*GOAL OF THE EXERCISE:* Among the records below, find each line that includes the string "iter" and copy it.

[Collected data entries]
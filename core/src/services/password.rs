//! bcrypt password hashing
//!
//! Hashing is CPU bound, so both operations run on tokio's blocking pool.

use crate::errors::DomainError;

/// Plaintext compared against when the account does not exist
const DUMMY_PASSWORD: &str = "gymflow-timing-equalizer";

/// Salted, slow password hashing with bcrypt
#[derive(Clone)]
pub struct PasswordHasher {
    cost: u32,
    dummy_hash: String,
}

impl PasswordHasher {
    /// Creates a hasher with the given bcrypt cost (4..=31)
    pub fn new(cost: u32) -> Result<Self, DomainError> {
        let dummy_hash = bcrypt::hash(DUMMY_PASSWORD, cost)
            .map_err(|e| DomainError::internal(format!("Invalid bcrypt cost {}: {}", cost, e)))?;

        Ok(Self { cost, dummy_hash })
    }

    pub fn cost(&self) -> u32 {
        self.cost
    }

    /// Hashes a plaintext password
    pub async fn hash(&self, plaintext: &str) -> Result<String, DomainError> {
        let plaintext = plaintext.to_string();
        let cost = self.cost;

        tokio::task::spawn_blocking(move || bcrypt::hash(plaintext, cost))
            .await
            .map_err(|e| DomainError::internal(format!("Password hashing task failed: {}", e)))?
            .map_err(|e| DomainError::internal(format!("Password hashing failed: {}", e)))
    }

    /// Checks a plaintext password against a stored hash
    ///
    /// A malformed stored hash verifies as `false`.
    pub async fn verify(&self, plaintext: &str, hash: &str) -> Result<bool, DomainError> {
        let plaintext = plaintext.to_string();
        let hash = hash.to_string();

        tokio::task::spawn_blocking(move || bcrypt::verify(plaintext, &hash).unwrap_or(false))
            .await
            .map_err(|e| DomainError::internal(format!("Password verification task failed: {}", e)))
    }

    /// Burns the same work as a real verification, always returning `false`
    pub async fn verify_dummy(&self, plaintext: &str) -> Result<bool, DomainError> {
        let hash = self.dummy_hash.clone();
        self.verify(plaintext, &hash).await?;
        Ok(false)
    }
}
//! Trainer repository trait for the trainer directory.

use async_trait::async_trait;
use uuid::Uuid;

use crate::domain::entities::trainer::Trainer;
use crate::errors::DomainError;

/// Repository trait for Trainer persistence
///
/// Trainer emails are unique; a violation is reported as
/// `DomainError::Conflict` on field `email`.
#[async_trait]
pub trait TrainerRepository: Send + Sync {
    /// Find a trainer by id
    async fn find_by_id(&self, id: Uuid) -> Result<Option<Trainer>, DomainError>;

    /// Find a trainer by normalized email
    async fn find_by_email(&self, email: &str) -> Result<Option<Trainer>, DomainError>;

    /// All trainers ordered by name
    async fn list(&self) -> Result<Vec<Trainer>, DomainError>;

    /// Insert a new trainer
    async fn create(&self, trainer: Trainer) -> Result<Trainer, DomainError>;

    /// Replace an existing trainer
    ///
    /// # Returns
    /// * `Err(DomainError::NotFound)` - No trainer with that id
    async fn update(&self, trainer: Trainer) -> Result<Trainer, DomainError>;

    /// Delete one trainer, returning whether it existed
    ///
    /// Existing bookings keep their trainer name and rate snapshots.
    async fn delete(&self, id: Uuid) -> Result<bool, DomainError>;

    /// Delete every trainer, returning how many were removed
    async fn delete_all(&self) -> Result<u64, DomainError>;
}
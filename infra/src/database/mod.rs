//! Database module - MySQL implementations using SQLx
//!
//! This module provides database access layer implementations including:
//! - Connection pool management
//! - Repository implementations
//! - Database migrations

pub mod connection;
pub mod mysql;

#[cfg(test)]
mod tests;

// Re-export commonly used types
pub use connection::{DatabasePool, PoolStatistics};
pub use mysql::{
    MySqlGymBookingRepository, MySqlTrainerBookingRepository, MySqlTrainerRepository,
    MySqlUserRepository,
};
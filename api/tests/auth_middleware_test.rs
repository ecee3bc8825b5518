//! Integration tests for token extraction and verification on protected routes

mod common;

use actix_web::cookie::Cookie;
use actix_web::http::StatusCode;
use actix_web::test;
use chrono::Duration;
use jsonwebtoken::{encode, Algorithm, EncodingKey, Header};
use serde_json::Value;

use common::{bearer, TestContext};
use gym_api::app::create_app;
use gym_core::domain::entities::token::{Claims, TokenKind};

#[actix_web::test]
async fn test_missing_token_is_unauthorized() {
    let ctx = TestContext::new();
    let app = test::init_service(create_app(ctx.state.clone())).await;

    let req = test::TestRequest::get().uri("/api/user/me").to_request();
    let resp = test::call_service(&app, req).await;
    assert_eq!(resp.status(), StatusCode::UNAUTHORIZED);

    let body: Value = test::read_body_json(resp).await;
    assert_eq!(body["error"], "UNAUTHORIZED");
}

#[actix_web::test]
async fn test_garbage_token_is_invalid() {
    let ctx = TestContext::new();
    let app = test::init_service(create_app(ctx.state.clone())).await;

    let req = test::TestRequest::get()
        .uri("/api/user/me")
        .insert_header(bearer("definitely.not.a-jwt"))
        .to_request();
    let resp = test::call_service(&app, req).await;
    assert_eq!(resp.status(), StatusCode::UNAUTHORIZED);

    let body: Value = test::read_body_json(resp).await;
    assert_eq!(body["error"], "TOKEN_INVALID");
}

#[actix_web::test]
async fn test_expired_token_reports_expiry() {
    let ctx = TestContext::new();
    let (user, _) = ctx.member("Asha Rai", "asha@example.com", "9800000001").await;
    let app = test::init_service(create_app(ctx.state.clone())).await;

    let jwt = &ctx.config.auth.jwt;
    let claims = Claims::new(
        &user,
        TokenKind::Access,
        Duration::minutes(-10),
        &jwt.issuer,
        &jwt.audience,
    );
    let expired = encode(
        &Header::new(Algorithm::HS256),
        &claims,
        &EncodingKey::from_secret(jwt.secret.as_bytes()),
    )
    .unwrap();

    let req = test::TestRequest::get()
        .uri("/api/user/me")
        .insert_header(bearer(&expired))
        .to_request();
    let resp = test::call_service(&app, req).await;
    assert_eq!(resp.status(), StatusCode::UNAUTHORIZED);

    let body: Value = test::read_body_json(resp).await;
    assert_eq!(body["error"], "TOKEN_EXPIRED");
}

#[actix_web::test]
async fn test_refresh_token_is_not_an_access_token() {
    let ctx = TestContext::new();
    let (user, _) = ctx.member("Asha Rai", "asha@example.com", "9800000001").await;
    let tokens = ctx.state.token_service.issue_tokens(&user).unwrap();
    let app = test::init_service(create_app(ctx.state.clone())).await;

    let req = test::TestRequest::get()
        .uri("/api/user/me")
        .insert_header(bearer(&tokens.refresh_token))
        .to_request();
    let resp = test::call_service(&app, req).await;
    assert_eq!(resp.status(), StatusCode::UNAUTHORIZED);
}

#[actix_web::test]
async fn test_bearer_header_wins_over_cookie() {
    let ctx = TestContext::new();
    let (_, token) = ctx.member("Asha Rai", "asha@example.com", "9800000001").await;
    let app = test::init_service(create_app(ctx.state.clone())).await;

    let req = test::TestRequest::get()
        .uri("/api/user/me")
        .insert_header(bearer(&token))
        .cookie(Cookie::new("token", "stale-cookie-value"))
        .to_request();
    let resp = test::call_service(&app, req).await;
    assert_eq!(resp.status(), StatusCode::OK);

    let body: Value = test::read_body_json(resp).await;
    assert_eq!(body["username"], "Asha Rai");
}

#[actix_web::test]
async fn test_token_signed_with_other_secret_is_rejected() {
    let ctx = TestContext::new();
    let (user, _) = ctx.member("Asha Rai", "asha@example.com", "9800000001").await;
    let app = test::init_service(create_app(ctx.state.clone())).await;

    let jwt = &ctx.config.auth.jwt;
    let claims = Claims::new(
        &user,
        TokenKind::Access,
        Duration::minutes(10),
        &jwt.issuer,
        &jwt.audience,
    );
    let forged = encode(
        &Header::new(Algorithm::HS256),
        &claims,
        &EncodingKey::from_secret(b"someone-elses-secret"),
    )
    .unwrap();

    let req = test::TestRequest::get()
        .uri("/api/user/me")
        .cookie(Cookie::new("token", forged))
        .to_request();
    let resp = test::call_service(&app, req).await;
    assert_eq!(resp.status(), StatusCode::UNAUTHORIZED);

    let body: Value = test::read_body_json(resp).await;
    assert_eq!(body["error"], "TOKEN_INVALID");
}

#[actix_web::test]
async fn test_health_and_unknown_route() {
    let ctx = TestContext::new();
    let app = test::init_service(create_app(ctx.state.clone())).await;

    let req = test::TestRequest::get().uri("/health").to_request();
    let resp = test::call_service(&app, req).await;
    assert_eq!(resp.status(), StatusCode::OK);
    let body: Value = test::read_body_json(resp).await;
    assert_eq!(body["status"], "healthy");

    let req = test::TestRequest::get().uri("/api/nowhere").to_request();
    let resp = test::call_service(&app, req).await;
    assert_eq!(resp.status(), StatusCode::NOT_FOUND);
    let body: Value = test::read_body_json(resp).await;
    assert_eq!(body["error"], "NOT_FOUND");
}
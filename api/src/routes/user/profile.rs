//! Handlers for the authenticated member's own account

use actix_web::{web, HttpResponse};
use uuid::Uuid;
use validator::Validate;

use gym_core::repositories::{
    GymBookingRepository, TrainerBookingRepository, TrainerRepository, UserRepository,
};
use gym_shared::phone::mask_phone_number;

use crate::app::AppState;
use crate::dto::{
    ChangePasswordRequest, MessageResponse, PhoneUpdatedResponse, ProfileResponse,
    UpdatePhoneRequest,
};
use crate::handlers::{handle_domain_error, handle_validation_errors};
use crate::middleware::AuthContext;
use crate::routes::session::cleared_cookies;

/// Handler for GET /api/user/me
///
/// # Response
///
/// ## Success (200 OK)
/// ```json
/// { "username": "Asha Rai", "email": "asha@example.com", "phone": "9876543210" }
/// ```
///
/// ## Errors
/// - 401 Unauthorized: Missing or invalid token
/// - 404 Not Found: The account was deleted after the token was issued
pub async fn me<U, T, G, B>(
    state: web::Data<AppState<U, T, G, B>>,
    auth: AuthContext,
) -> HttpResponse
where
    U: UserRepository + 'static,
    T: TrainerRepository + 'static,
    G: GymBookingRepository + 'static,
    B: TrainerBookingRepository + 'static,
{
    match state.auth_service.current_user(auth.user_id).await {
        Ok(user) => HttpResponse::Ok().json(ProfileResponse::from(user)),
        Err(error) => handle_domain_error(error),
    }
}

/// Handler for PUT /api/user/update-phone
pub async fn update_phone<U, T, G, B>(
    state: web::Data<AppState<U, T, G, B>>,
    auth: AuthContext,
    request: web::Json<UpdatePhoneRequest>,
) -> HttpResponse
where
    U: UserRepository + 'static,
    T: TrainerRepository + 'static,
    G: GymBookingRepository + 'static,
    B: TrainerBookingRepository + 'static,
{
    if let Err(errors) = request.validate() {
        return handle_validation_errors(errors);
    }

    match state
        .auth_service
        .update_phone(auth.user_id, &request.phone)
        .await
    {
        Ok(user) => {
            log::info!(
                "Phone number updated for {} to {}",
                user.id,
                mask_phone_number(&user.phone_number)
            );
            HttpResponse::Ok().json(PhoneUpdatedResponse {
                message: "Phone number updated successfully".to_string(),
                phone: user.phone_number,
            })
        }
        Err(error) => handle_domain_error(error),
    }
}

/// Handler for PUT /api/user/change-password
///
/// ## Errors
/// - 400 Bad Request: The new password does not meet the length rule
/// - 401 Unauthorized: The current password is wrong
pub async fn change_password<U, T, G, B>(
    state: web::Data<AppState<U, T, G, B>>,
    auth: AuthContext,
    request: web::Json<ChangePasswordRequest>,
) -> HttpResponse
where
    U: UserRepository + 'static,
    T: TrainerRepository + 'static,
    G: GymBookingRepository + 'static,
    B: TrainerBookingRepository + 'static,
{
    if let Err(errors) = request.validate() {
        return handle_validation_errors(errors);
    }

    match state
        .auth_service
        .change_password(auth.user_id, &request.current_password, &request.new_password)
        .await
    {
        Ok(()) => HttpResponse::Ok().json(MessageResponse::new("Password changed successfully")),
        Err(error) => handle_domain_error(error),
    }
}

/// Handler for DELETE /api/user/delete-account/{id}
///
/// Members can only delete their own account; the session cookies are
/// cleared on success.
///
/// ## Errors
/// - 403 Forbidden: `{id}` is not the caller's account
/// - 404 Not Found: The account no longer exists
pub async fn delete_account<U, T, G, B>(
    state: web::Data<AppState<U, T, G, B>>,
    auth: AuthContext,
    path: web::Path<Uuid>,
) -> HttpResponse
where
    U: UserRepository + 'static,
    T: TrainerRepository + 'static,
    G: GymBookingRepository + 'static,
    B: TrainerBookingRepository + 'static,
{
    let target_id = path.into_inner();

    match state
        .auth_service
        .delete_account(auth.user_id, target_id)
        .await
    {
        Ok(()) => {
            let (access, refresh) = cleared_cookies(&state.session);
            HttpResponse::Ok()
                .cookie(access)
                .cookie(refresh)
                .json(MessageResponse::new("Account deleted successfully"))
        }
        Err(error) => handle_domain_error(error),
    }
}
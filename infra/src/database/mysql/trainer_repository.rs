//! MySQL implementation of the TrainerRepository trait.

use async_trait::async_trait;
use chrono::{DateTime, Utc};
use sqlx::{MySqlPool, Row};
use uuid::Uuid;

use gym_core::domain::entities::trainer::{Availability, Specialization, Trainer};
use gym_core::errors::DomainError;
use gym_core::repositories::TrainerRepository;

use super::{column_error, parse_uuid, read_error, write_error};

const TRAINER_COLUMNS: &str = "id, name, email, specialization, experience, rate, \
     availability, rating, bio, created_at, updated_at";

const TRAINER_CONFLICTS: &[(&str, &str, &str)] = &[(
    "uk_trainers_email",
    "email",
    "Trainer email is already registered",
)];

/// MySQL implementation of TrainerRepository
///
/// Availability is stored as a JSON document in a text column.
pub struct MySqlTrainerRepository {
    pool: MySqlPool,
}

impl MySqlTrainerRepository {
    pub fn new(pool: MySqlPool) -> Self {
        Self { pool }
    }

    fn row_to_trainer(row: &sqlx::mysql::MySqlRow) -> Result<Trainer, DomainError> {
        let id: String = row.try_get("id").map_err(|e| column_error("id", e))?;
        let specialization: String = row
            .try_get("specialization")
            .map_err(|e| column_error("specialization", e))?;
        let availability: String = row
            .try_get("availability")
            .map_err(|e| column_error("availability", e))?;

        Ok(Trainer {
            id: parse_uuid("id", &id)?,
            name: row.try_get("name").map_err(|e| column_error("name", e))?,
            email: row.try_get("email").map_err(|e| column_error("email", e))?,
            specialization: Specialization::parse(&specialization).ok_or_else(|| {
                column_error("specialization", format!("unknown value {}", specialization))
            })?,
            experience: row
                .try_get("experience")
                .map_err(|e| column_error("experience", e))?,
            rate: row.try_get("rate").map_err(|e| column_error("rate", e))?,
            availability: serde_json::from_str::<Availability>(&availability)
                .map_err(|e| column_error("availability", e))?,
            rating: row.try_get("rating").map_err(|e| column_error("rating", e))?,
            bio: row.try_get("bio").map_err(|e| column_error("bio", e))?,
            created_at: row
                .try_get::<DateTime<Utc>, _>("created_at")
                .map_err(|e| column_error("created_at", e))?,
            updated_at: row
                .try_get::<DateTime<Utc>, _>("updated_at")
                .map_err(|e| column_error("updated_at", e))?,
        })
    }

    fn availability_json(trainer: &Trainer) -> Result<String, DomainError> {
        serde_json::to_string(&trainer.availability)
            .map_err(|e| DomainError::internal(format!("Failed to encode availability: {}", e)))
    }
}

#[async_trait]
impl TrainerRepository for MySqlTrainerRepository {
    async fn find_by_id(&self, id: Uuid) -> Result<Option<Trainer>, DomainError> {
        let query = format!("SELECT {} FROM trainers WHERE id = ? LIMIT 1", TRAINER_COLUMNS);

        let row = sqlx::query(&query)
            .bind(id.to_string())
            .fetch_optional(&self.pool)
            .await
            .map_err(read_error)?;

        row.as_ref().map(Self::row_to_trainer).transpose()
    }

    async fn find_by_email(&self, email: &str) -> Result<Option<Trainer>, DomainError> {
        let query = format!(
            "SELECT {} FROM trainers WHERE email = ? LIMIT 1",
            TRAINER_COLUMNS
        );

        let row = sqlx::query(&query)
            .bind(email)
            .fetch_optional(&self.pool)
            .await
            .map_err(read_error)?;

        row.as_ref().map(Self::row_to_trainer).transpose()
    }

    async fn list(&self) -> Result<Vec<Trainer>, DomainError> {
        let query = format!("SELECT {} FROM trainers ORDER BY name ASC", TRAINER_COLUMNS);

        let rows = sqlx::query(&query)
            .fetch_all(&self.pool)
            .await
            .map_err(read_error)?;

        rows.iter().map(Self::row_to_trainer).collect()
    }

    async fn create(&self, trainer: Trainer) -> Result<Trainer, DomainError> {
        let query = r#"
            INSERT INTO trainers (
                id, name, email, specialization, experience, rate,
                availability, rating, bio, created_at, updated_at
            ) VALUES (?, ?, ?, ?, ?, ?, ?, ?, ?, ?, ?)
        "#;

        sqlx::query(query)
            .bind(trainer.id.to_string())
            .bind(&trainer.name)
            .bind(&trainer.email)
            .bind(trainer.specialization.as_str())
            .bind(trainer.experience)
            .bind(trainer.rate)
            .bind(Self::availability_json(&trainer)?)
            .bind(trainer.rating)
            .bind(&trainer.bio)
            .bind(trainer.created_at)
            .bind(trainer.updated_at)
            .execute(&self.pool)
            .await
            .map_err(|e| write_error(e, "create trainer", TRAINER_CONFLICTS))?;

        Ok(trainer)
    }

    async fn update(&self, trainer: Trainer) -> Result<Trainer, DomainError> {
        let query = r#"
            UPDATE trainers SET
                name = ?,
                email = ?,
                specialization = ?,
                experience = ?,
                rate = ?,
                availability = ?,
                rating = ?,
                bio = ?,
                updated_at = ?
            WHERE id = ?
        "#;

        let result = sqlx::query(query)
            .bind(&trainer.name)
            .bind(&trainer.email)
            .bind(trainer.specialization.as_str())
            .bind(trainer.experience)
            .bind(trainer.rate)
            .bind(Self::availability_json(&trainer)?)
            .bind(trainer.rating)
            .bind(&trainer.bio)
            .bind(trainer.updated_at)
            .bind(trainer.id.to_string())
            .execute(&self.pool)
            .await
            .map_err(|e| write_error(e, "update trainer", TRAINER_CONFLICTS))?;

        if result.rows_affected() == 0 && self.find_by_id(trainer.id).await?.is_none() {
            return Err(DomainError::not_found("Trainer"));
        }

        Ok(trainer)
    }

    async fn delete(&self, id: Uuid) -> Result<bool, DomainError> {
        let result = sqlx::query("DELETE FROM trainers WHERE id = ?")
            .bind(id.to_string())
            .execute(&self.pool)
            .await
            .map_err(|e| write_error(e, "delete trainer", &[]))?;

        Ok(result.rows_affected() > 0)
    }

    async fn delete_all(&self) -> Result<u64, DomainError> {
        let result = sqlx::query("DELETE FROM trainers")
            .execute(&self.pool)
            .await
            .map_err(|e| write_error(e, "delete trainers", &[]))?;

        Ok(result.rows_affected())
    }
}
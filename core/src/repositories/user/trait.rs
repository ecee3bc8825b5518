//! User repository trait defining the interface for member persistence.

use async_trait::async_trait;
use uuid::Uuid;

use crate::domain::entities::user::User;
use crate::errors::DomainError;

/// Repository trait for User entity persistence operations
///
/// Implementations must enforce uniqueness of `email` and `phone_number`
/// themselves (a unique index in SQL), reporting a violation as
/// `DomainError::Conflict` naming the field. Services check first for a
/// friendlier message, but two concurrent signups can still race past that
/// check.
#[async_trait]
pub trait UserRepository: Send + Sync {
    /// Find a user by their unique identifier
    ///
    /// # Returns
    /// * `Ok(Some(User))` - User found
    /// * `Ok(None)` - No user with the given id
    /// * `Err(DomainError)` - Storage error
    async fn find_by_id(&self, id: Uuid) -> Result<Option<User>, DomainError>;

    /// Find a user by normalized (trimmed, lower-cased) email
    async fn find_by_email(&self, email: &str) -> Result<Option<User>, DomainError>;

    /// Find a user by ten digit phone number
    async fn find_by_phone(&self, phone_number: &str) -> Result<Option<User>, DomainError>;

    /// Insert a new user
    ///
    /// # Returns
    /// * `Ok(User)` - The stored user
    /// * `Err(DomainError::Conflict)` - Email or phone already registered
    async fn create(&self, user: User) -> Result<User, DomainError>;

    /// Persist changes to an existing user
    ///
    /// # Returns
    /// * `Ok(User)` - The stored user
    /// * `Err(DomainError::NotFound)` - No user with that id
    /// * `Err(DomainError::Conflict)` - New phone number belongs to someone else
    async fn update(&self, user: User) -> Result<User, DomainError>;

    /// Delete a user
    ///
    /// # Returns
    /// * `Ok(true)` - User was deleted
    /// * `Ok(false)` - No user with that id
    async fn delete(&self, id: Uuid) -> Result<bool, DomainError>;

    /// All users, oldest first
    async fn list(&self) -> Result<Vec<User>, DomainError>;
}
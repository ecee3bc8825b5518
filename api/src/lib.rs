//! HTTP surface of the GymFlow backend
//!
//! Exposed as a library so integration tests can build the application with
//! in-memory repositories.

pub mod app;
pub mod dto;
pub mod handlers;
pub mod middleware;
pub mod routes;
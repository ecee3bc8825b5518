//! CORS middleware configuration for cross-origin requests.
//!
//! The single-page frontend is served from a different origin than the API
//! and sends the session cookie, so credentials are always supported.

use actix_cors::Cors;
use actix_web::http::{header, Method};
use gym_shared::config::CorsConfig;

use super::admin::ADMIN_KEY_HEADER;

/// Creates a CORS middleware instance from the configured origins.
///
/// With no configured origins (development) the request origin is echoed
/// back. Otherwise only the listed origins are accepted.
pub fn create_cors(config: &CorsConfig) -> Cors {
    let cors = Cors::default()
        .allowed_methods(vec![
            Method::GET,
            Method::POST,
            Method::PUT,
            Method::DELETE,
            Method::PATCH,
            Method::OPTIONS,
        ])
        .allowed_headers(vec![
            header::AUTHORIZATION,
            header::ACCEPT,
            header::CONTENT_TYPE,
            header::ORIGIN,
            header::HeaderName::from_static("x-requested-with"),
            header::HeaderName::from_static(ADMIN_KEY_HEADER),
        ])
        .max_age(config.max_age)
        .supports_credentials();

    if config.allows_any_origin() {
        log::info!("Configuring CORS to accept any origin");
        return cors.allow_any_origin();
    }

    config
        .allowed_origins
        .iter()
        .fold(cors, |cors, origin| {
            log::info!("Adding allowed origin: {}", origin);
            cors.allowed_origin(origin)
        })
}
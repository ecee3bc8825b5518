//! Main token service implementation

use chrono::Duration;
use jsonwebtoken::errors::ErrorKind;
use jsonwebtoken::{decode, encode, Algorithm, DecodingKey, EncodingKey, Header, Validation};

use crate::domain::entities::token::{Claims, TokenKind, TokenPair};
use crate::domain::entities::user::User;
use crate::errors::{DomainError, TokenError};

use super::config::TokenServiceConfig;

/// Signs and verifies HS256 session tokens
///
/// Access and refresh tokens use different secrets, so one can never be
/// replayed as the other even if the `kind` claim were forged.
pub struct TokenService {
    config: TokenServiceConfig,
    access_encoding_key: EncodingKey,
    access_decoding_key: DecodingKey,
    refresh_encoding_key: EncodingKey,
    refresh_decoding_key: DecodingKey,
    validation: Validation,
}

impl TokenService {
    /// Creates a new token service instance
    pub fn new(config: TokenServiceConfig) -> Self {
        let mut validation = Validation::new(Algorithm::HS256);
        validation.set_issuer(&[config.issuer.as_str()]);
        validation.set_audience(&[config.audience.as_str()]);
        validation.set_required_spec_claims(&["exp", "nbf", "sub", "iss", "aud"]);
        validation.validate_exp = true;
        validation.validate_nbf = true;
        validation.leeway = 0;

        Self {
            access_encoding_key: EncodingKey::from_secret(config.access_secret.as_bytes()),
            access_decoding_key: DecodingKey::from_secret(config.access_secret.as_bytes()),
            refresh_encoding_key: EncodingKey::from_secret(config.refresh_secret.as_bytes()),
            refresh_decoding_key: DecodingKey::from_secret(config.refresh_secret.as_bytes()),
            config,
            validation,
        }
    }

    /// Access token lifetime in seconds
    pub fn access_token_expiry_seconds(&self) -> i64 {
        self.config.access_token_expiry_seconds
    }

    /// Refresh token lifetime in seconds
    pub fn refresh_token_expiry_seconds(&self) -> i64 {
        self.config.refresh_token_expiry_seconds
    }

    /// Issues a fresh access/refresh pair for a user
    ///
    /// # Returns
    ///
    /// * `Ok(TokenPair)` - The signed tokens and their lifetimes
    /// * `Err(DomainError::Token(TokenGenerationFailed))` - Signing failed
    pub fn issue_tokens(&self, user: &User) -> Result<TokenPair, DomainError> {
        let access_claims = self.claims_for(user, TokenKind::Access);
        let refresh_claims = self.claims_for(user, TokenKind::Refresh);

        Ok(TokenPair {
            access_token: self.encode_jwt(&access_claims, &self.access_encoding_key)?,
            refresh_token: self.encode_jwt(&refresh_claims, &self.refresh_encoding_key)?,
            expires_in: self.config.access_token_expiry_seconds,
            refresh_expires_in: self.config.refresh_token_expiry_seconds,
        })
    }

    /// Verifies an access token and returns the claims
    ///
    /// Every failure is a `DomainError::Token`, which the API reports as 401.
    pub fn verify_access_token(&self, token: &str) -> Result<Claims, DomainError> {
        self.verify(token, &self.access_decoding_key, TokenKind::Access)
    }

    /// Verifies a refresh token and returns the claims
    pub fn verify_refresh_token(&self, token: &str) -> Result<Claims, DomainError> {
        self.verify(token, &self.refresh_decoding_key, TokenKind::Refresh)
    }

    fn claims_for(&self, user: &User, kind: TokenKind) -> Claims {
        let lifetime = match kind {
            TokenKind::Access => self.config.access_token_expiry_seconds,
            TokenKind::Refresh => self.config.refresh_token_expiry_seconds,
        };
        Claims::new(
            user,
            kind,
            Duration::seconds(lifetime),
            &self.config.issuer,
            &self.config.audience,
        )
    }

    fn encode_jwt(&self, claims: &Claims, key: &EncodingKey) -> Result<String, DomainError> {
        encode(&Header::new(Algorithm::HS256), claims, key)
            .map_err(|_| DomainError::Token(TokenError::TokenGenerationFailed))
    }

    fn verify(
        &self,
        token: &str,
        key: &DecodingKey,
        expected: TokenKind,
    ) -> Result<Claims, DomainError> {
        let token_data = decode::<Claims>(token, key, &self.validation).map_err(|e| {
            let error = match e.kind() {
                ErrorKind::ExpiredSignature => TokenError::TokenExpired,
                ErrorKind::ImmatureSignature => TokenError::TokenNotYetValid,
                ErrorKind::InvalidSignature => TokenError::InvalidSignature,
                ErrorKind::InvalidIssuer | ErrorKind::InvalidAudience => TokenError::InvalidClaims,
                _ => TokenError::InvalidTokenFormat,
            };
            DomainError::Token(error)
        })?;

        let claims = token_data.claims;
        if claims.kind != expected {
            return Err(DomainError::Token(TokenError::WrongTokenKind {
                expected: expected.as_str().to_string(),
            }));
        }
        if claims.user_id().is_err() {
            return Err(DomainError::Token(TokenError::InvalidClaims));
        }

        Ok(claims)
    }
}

*SOLUTION BELOW:*
        rows.iter().map(Self::row_to_trainer).collect()
        .iter()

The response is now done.